Perhaps the most well-known of nutrients lost during exercise is the electrolyte group. These essential body ions are involved in many metabolic pathways including muscle and nerve function, maintaining the acid-base balance of all cell functions and are vital for healthy hydration in hard working horses. 

The principle electrolytes for horses are sodium, potassium and chloride and, to a lesser extent, magnesium and calcium. The most important is sodium, as this is commonly deficient in the forage based diet, so it’s important that we allow free access to a salt lick (sodium chloride) on a daily basis. 

Large amounts of electrolytes are lost through sweating. For example, a horse working hard may lose up to 25% of his total body chloride alone in just a couple of hours, so it’s essential that electrolytes are replaced in order to avoid both short and long term problems. Upgrading that salt lick to a broad spectrum electrolyte supplement for hard work and competition will ensure that these essential nutrients have been replaced. 

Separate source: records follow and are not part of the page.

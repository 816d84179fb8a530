use crate::chess::Color;
use derive_more::{Display, Error, From};
use serde::{Deserialize, Serialize};
use std::{str::FromStr, time::Duration};

#[cfg(test)]
use proptest::prelude::*;

/// The strength of the computer opponent.
#[derive(Debug, Display, Copy, Clone, Eq, PartialEq, Ord, PartialOrd, Hash, Deserialize, Serialize)]
#[cfg_attr(test, derive(test_strategy::Arbitrary))]
#[serde(try_from = "u8", into = "u8")]
pub struct Level(#[cfg_attr(test, strategy(Level::MIN..=Level::MAX))] u8);

impl Level {
    /// The weakest [`Level`].
    pub const MIN: u8 = 1;

    /// The strongest [`Level`].
    pub const MAX: u8 = 8;

    /// Constructs a [`Level`] if within range.
    pub fn new(level: u8) -> Result<Self, LevelOutOfRange> {
        if (Self::MIN..=Self::MAX).contains(&level) {
            Ok(Level(level))
        } else {
            Err(LevelOutOfRange(level))
        }
    }

    /// This level as a number.
    pub fn get(&self) -> u8 {
        self.0
    }
}

impl Default for Level {
    fn default() -> Self {
        Level(3)
    }
}

/// The reason why a number is not a valid [`Level`].
#[derive(Debug, Display, Copy, Clone, Eq, PartialEq, Error)]
#[display(fmt = "level {} is out of the range 1..=8", _0)]
pub struct LevelOutOfRange(#[error(not(source))] pub u8);

impl TryFrom<u8> for Level {
    type Error = LevelOutOfRange;

    fn try_from(level: u8) -> Result<Self, Self::Error> {
        Level::new(level)
    }
}

impl From<Level> for u8 {
    fn from(level: Level) -> Self {
        level.0
    }
}

/// The time control of a game.
#[derive(Debug, Copy, Clone, Eq, PartialEq, Hash, Deserialize, Serialize)]
#[cfg_attr(test, derive(test_strategy::Arbitrary))]
#[serde(deny_unknown_fields)]
pub struct Clock {
    /// The initial time on each player's clock.
    #[cfg_attr(test, strategy((60u64..10800).prop_map(Duration::from_secs)))]
    #[serde(with = "humantime_serde")]
    pub limit: Duration,

    /// The time added to a player's clock after each move.
    #[cfg_attr(test, strategy((0u64..180).prop_map(Duration::from_secs)))]
    #[serde(with = "humantime_serde")]
    pub increment: Duration,
}

impl Default for Clock {
    fn default() -> Self {
        Clock {
            limit: Duration::from_secs(600),
            increment: Duration::ZERO,
        }
    }
}

/// Configuration for a game of Atomic chess against the computer.
#[derive(Debug, Default, Display, Copy, Clone, Eq, PartialEq, Hash, Deserialize, Serialize)]
#[cfg_attr(test, derive(test_strategy::Arbitrary))]
#[display(fmt = "{}", "ron::ser::to_string(self).unwrap()")]
#[serde(deny_unknown_fields)]
pub struct Challenge {
    #[serde(default)]
    pub level: Level,
    #[serde(default)]
    pub clock: Clock,
    #[serde(default)]
    pub color: Color,
}

impl Challenge {
    /// The form fields sent when creating the challenge.
    pub fn form(&self) -> [(&'static str, String); 5] {
        [
            ("level", self.level.to_string()),
            ("clock.limit", self.clock.limit.as_secs().to_string()),
            ("clock.increment", self.clock.increment.as_secs().to_string()),
            ("variant", "atomic".into()),
            ("color", self.color.to_string()),
        ]
    }
}

/// The reason why parsing [`Challenge`] failed.
#[derive(Debug, Display, Eq, PartialEq, Error, From)]
#[display(fmt = "failed to parse challenge configuration")]
pub struct ParseChallengeError(ron::de::SpannedError);

impl FromStr for Challenge {
    type Err = ParseChallengeError;

    fn from_str(s: &str) -> Result<Self, Self::Err> {
        Ok(ron::de::from_str(s)?)
    }
}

Of course sweat doesn’t just lose electrolytes. We must ensure that the water which has also been lost is replenished concurrently, or you risk further dehydrating the horse rather than rehydrating. The best way to ensure adequate water is taken, is to either feed the electrolytes in a nice wet, sloppy feed, or train the horse to take them dissolved in water. For those travelling regularly, training the horse to take their electrolytes in water can help overcome any differences in water taste around the country – something horses can be surprisingly sensitive to.

One of the other effects of hard work on the system is that of oxidative stress. Oxidative stress occurs when the antioxidant defences within the system are overcome by a build-up of Reactive Oxygen Species (ROS) or free radicals. 

There may be a number of reasons for the escalation but, specific to performance horses, ROS will build as a by-product of oxygen metabolism during exercise. The harder the athlete works, the more oxidative stress will build. In human athletes, the condition of ‘over-training’ is increasingly associated with oxidative stress. Over-training is also recognised by trainers, as a horse going ‘sour’ or ‘off-form’. 

When considering antioxidants it’s advised to look beyond a straight vitamin E product, or similar. It’s understood that feeding a combination of antioxidants will be more effective than any one on its own as they often have slightly differing, and complementary, roles during the ROS scavenging process. 

Look for natural antioxidants such as turmeric, rosehip and omicha berries, as they retain their complex of phytochemicals rather than being over-purified. For owners and managers of hard working horses, it’s recommended to feed a short course of concentrated antioxidants following intense exercise to facilitate a return to full training as soon as possible. 

In conclusion, by ensuring that we’re advising our customers both how to prepare equine athletes for the season ahead, and how to counteract the stresses of competition, we can keep our horses sound and strong throughout the coming season.